Input material:
##############################
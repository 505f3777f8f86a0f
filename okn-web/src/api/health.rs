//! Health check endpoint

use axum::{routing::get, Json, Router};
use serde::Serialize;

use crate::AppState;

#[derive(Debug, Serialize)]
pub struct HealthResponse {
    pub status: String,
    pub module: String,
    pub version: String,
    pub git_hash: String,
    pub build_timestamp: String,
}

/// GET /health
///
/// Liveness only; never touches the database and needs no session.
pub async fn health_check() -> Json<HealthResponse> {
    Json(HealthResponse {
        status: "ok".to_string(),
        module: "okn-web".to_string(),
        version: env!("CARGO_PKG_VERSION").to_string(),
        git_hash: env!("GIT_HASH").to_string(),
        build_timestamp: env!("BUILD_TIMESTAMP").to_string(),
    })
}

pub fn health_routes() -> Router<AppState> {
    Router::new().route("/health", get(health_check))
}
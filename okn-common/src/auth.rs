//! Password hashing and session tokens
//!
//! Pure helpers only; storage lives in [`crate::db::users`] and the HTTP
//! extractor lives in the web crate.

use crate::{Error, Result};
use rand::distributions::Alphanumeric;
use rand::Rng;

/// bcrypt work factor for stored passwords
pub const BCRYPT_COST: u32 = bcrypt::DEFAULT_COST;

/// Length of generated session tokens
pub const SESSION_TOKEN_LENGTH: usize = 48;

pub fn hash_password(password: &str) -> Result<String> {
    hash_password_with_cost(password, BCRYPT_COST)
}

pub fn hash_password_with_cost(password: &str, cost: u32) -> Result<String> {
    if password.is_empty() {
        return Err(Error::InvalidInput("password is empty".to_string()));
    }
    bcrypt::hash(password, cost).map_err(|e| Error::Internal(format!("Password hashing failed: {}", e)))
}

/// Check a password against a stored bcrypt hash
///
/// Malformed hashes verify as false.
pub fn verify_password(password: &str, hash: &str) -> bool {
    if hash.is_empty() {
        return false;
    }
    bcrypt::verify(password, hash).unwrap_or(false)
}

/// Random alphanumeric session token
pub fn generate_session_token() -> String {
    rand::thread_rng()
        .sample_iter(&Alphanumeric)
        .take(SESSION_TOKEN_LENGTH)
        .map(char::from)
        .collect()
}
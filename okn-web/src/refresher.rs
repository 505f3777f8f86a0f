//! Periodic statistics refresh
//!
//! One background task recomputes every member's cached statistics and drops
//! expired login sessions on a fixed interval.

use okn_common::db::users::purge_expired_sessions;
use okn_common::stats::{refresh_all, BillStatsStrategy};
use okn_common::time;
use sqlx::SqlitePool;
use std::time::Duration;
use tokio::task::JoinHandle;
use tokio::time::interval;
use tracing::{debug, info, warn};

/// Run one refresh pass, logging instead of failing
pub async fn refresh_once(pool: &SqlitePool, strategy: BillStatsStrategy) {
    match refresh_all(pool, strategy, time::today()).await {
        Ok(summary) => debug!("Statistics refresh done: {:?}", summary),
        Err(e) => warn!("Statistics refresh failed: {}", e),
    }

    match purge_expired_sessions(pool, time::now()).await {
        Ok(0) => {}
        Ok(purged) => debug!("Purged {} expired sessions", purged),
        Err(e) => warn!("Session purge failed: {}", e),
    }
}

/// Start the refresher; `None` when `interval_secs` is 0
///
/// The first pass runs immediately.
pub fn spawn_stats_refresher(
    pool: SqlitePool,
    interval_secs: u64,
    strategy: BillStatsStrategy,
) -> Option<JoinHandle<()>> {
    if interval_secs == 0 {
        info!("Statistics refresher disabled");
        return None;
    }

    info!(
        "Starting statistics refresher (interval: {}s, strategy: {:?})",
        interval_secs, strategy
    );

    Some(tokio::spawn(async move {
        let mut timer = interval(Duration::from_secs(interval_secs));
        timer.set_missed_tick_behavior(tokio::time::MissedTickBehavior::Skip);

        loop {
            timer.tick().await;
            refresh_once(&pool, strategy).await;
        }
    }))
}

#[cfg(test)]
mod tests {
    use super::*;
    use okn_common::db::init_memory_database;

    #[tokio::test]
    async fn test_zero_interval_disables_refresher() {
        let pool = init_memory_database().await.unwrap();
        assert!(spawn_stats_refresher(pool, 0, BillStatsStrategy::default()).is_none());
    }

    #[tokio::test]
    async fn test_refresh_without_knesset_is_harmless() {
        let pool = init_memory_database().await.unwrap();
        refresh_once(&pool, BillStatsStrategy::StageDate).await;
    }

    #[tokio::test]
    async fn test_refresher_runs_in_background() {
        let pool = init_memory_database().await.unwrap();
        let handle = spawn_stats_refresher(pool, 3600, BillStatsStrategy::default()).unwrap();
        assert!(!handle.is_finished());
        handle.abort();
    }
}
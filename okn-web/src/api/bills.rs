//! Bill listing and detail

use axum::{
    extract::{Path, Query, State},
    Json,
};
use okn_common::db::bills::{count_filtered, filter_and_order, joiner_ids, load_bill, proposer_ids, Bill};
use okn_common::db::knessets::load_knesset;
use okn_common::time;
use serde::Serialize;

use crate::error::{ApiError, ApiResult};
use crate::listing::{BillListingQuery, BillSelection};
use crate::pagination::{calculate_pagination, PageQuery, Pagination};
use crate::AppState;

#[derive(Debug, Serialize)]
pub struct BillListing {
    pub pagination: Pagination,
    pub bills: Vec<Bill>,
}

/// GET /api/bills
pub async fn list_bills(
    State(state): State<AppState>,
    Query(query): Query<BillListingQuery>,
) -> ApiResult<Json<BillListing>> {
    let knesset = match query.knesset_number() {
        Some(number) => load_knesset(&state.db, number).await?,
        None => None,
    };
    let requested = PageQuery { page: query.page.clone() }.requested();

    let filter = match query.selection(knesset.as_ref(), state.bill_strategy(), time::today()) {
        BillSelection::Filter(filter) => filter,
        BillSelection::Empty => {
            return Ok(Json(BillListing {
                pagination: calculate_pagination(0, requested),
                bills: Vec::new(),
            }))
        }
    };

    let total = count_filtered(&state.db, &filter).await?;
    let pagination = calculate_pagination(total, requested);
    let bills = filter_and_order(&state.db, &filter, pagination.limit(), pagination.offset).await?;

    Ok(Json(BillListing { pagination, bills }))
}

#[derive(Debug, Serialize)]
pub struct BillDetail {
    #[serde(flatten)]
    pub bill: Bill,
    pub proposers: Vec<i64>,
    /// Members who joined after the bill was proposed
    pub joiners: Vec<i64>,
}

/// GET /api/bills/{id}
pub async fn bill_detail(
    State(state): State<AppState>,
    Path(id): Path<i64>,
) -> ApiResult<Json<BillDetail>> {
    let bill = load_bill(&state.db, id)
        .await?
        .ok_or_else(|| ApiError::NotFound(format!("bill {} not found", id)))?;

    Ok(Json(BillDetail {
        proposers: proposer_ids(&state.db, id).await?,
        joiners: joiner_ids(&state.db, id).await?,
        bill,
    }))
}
##############################
For this exercise, return every line from the data that holds the string "hashing".

Problem solution:
//! Password hashing and session tokens
    bcrypt::hash(password, cost).map_err(|e| Error::Internal(format!("Password hashing failed: {}", e)))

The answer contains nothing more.